Pixtral 12B: Mistral introduces a multimodal model that processes images and text | Mistral ai | Ai news | ai model | Turtles AI

Pixtral 12B: Mistral introduces a multimodal model that processes images and text
Available on GitHub and Hugging Face, Pixtral 12B aims to broaden the field of AI applications.
TheFrank

Pixtral 12B: Mistral’s multimodal model integrating images and text. French startup Mistral has launched Pixtral 12B, a 12-billion-parameter model designed to handle both images and text. Available for free on GitHub and Hugging Face, this tool promises to reshape the landscape of AI applications for academic and research purposes.

Highlights:

  • Pixtral 12B: New 12-billion-parameter multimodal model from Mistral, capable of processing both images and text.
  • Free availability: Accessible on GitHub and Hugging Face, with specific licenses for commercial and academic use.
  • Future integration: Soon available for testing on Mistral’s proprietary platforms.
  • Data controversies: Debates over the use of publicly protected data for model training.

 

Mistral, the young French startup in the field of AI, recently announced the release of Pixtral 12B, a deep learning model with 12 billion parameters that can process both images and text. This represents a significant development, considering that many existing models focus exclusively on one modality at a time. Pixtral 12B’s multimodal capability allows it to answer questions related to images of any size and resolution, offering a vast potential for applications in fields such as image recognition, automatic annotation, and visual analysis.

Pixtral 12B is based on a previous model by Mistral, Nemo 12B, optimized for natural language processing. By integrating image processing capabilities, the new model leverages the robustness of the neural network to handle both textual and visual inputs. Its implementation is similar to that of other multimodal models, such as those from Anthropic’s Claude family or OpenAI’s well-known GPT-4, enabling advanced functions such as image captioning and counting objects within a photo. The model’s versatility is supported by a large number of parameters, 12 billion, which ensures greater accuracy and problem-solving capacity compared to models with fewer parameters.
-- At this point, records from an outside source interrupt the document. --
use crate::algo::bfs::ShortestPath;
use crate::algo::tour::{self, Distances};
use rayon::prelude::*;
use serde::Serialize;
use std::collections::HashSet;
use wh_common::db::core::GridLayout;
use wh_common::error::{Result, WarehouseError};
use wh_common::geom::coord::GridCoord;
use wh_common::util::clock::Timestamp;
use wh_common::util::config::RoutingConfig;
use wh_common::util::profiler::ScopedTimer;

#[derive(Clone, Debug, PartialEq, Eq)]
pub struct RouteRequest {
    // Overrides the layout depot when set.
    pub depot: Option<GridCoord>,
    pub target_bin_ids: Vec<String>,
    pub requested_at: Timestamp,
}

impl RouteRequest {
    pub fn new<I, S>(ids: I) -> Self
    where
        I: IntoIterator<Item = S>,
        S: Into<String>,
    {
        let mut seen = HashSet::new();
        let target_bin_ids = ids
            .into_iter()
            .map(Into::into)
            .filter(|id: &String| seen.insert(id.clone()))
            .collect();
        Self {
            depot: None,
            target_bin_ids,
            requested_at: Timestamp::now(),
        }
    }

    pub fn with_depot(mut self, depot: GridCoord) -> Self {
        self.depot = Some(depot);
        self
    }

    pub fn at(mut self, ts: Timestamp) -> Self {
        self.requested_at = ts;
        self
    }
}

#[derive(Clone, Debug, PartialEq, Eq, Serialize)]
#[serde(rename_all = "camelCase")]
pub struct RouteResult {
    // Effective depot, after any override.
    pub depot: GridCoord,
    pub ordered_bins: Vec<String>,
    pub path: Vec<GridCoord>,
    pub total_distance: u64,
    pub unreachable_bins: Vec<String>,
    pub layout_version: u64,
}

pub struct DistanceMatrix {
    nodes: Vec<GridCoord>,
    dist: Vec<u64>,
}

impl Distances for DistanceMatrix {
    fn len(&self) -> usize {
        self.nodes.len()
    }

    #[inline(always)]
    fn get(&self, a: usize, b: usize) -> u64 {
        self.dist[a * self.nodes.len() + b]
    }
}

impl DistanceMatrix {
    // Callers filter unreachable bins beforehand.
    pub fn build(layout: &GridLayout, nodes: Vec<GridCoord>, parallel_threshold: usize) -> Self {
        let n = nodes.len();
        let row = |solver: &mut ShortestPath, i: usize| -> Vec<u64> {
            solver.flood(layout, nodes[i]);
            nodes
                .iter()
                .map(|&c| solver.distance(c).map(u64::from).unwrap_or(u64::MAX))
                .collect()
        };

        let rows: Vec<Vec<u64>> = if n >= parallel_threshold.max(2) {
            (0..n)
                .into_par_iter()
                .map_with(ShortestPath::new(), |solver, i| row(solver, i))
                .collect()
        } else {
            let mut solver = ShortestPath::new();
            (0..n).map(|i| row(&mut solver, i)).collect()
        };

        Self {
            nodes,
            dist: rows.into_iter().flatten().collect(),
        }
    }

    pub fn node(&self, i: usize) -> GridCoord {
        self.nodes[i]
    }
}

// Only a bad depot override is a hard error.
pub fn plan_route(
    layout: &GridLayout,
    request: &RouteRequest,
    config: &RoutingConfig,
) -> Result<RouteResult> {
    let _t = ScopedTimer::new("plan_route");

    let depot = request.depot.unwrap_or_else(|| layout.depot());
    if !layout.is_traversable(depot) {
        return Err(WarehouseError::InvalidInput(format!(
            "depot {} is not a traversable cell of layout v{}",
            depot,
            layout.version()
        )));
    }

    let resolution = layout.resolve_bins(&request.target_bin_ids);

    // Reachability from the depot decides which bins stay in the plan. The
    // grid is undirected, so bins reachable from the depot reach each other.
    let mut solver = ShortestPath::new();
    solver.flood(layout, depot);
    let mut bins: Vec<(String, GridCoord)> = Vec::with_capacity(resolution.resolved.len());
    let mut unreachable: HashSet<String> = resolution.missing.iter().cloned().collect();
    for (id, cell) in resolution.resolved {
        if solver.distance(cell).is_some() {
            bins.push((id, cell));
        } else {
            log::debug!("Bin '{}' at {} is unreachable from depot {}", id, cell, depot);
            unreachable.insert(id);
        }
    }

    // Report in request order.
    let mut unreachable_bins = Vec::with_capacity(unreachable.len());
    for id in &request.target_bin_ids {
        if unreachable.remove(id) {
            unreachable_bins.push(id.clone());
        }
    }

    if !unreachable_bins.is_empty() {
        log::warn!(
            "Skipping {} of {} requested bins: {:?}",
            unreachable_bins.len(),
            request.target_bin_ids.len(),
            unreachable_bins
        );
    }

    if request.target_bin_ids.is_empty() {
        return Ok(RouteResult {
            depot,
            ordered_bins: Vec::new(),
            path: vec![depot],
            total_distance: 0,
            unreachable_bins,
            layout_version: layout.version(),
        });
    }
    if bins.is_empty() {
        return Ok(RouteResult {
            depot,
            ordered_bins: Vec::new(),
            path: Vec::new(),
            total_distance: 0,
            unreachable_bins,
            layout_version: layout.version(),
        });
    }

    let mut nodes = Vec::with_capacity(bins.len() + 1);
    nodes.push(depot);
    nodes.extend(bins.iter().map(|(_, c)| *c));
    let matrix = DistanceMatrix::build(layout, nodes, config.parallel_threshold);

    let order = if bins.len() == 1 {
        vec![1]
    } else {
        let mut order = tour::nearest_neighbor(&matrix);
        let seed_cost = tour::tour_cost(&matrix, &order);
        let moves = tour::two_opt(&matrix, &mut order, config.two_opt_max_passes);
        log::debug!(
            "Tour over {} bins: nearest-neighbour {} -> 2-opt {} ({} moves)",
            bins.len(),
            seed_cost,
            tour::tour_cost(&matrix, &order),
            moves
        );
        order
    };

    let mut stops = Vec::with_capacity(order.len() + 2);
    stops.push(depot);
    stops.extend(order.iter().map(|&i| matrix.node(i)));
    stops.push(depot);
    let path = stitch(layout, &mut solver, &stops)?;

    let total_distance = tour::tour_cost(&matrix, &order);
    debug_assert_eq!(path.len() as u64, total_distance + 1);

    Ok(RouteResult {
        depot,
        ordered_bins: order.iter().map(|&i| bins[i - 1].0.clone()).collect(),
        path,
        total_distance,
        unreachable_bins,
        layout_version: layout.version(),
    })
}

fn stitch(
    layout: &GridLayout,
    solver: &mut ShortestPath,
    stops: &[GridCoord],
) -> Result<Vec<GridCoord>> {
    let mut full_path: Vec<GridCoord> = Vec::new();
    for w in stops.windows(2) {
        let leg = solver
            .shortest_path(layout, w[0], w[1])
            .ok_or(WarehouseError::Unreachable {
                from: w[0],
                to: w[1],
            })?;
        if full_path.is_empty() {
            full_path.extend(leg.path);
        } else {
            full_path.extend(leg.path.into_iter().skip(1));
        }
    }
    Ok(full_path)
}

pub fn plan_batch(
    layout: &GridLayout,
    requests: &[RouteRequest],
    config: &RoutingConfig,
) -> Vec<Result<RouteResult>> {
    log::info!("Planning {} routes on layout v{}", requests.len(), layout.version());
    requests
        .par_iter()
        .map(|req| plan_route(layout, req, config))
        .collect()
}

#[cfg(test)]
mod tests {
    use super::*;
    use wh_common::db::core::LayoutBuilder;
    use wh_common::util::check::verify_route;

    fn c(x: u32, y: u32) -> GridCoord {
        GridCoord::new(x, y)
    }

    fn layout() -> GridLayout {
        let mut b = LayoutBuilder::from_rows(&["D.....", ".##.#.", ".##.#.", "......"]).unwrap();
        b.add_bin("A", c(0, 2), ["s1"]);
        b.add_bin("B", c(3, 1), ["s2"]);
        b.add_bin("C", c(5, 2), ["s3"]);
        b.build().unwrap()
    }

    #[test]
    fn request_dedups_in_order() {
        let req = RouteRequest::new(["B", "A", "B", "C", "A"]);
        assert_eq!(req.target_bin_ids, vec!["B", "A", "C"]);
    }

    #[test]
    fn empty_request_stays_at_depot() {
        let l = layout();
        let res = plan_route(&l, &RouteRequest::new(Vec::<String>::new()), &RoutingConfig::default())
            .unwrap();
        assert_eq!(res.path, vec![l.depot()]);
        assert_eq!(res.total_distance, 0);
        assert!(res.ordered_bins.is_empty());
    }

    #[test]
    fn single_bin_is_out_and_back() {
        let l = layout();
        let res = plan_route(&l, &RouteRequest::new(["B"]), &RoutingConfig::default()).unwrap();
        assert_eq!(res.ordered_bins, vec!["B"]);
        assert_eq!(res.total_distance, 8);
        verify_route(&l, l.depot(), &res.path, &[c(3, 1)], res.total_distance).unwrap();
    }

    #[test]
    fn unknown_bins_are_reported_not_fatal() {
        let l = layout();
        let res = plan_route(&l, &RouteRequest::new(["nope", "A"]), &RoutingConfig::default())
            .unwrap();
        assert_eq!(res.unreachable_bins, vec!["nope"]);
        assert_eq!(res.ordered_bins, vec!["A"]);
    }

    #[test]
    fn all_unknown_gives_empty_path() {
        let l = layout();
        let res = plan_route(&l, &RouteRequest::new(["x", "y"]), &RoutingConfig::default()).unwrap();
        assert!(res.path.is_empty());
        assert_eq!(res.total_distance, 0);
        assert_eq!(res.unreachable_bins, vec!["x", "y"]);
    }

    #[test]
    fn shelf_depot_override_is_invalid_input() {
        let l = layout();
        let req = RouteRequest::new(["A"]).with_depot(c(1, 1));
        assert!(matches!(
            plan_route(&l, &req, &RoutingConfig::default()),
            Err(WarehouseError::InvalidInput(_))
        ));
    }

    #[test]
    fn depot_override_moves_both_ends() {
        let l = layout();
        let req = RouteRequest::new(["C"]).with_depot(c(5, 3));
        let res = plan_route(&l, &req, &RoutingConfig::default()).unwrap();
        assert_eq!(res.path.first(), Some(&c(5, 3)));
        assert_eq!(res.path.last(), Some(&c(5, 3)));
        assert_eq!(res.total_distance, 2);
        assert_eq!(res.depot, c(5, 3));
        verify_route(&l, res.depot, &res.path, &[c(5, 2)], res.total_distance).unwrap();
    }

    #[test]
    fn matrix_is_symmetric_and_parallel_build_matches() {
        let l = layout();
        let nodes = vec![l.depot(), c(0, 2), c(3, 1), c(5, 2)];
        let seq = DistanceMatrix::build(&l, nodes.clone(), usize::MAX);
        let par = DistanceMatrix::build(&l, nodes, 2);
        for a in 0..seq.len() {
            for b in 0..seq.len() {
                assert_eq!(seq.get(a, b), seq.get(b, a));
                assert_eq!(seq.get(a, b), par.get(a, b));
            }
            assert_eq!(seq.get(a, a), 0);
        }
    }

    #[test]
    fn batch_plans_each_request() {
        let l = layout();
        let reqs = vec![
            RouteRequest::new(["A", "C"]),
            RouteRequest::new(["B"]),
            RouteRequest::new(["zzz"]),
        ];
        let results = plan_batch(&l, &reqs, &RoutingConfig::default());
        assert_eq!(results.len(), 3);
        assert_eq!(results[0].as_ref().unwrap().ordered_bins.len(), 2);
        assert_eq!(results[2].as_ref().unwrap().unreachable_bins, vec!["zzz"]);
    }

    #[test]
    fn serializes_with_camel_case_fields() {
        let l = layout();
        let res = plan_route(&l, &RouteRequest::new(["A"]), &RoutingConfig::default()).unwrap();
        let json = serde_json::to_value(&res).unwrap();
        assert!(json.get("orderedBins").is_some());
        assert!(json.get("totalDistance").is_some());
        assert!(json.get("unreachableBins").is_some());
        assert_eq!(json["path"][0], serde_json::json!({"x": 0, "y": 0}));
    }
}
Pixtral 12B is available for download on GitHub and the Hugging Face platform via a torrent link. This allows developers and researchers free access to the model, further optimization, and adaptation to their needs. However, the model is distributed under a development license that requires a paid license for commercial use, while academic and research use remains free of charge. Currently, Mistral has not provided specific details on the license applied to Pixtral 12B; some of its models are released under the Apache 2.0 license, but this has not yet been confirmed for the new model.

At present, there is no working web demo of Pixtral 12B, but the startup has stated that the model will soon be available for testing on Le Chat and Le Platforme, its chatbot and API platforms. According to Sophia Yang, Mistral’s head of developer relations, the integration will be implemented in the near future, allowing users to fully explore the model’s capabilities.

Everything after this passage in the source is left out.